Work through the entries below line by line and give the number of lines with the string "KeyValueStore", nothing else.

Data listing -
*** Begin section ***

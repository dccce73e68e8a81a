//! Process-local key-value store.

use super::{KeyValueStore, KvResult};
use std::cell::RefCell;
use std::collections::BTreeMap;

/// Non-persistent store; contents live as long as the value.
#[derive(Debug, Default)]
pub struct MemoryKvStore {
    entries: RefCell<BTreeMap<String, String>>,
}

impl MemoryKvStore {
    pub fn new() -> Self {
        Self::default()
    }

    /// Creates a store pre-seeded with one entry.
    pub fn with_item(key: impl Into<String>, value: impl Into<String>) -> Self {
        let store = Self::new();
        store.entries.borrow_mut().insert(key.into(), value.into());
        store
    }
}

impl KeyValueStore for MemoryKvStore {
    fn get_item(&self, key: &str) -> KvResult<Option<String>> {
        Ok(self.entries.borrow().get(key).cloned())
    }

    fn set_item(&self, key: &str, value: &str) -> KvResult<()> {
        self.entries
            .borrow_mut()
            .insert(key.to_string(), value.to_string());
        Ok(())
    }

    fn remove_item(&self, key: &str) -> KvResult<()> {
        self.entries.borrow_mut().remove(key);
        Ok(())
    }
}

*** End section ***

Answer to this exercise -
2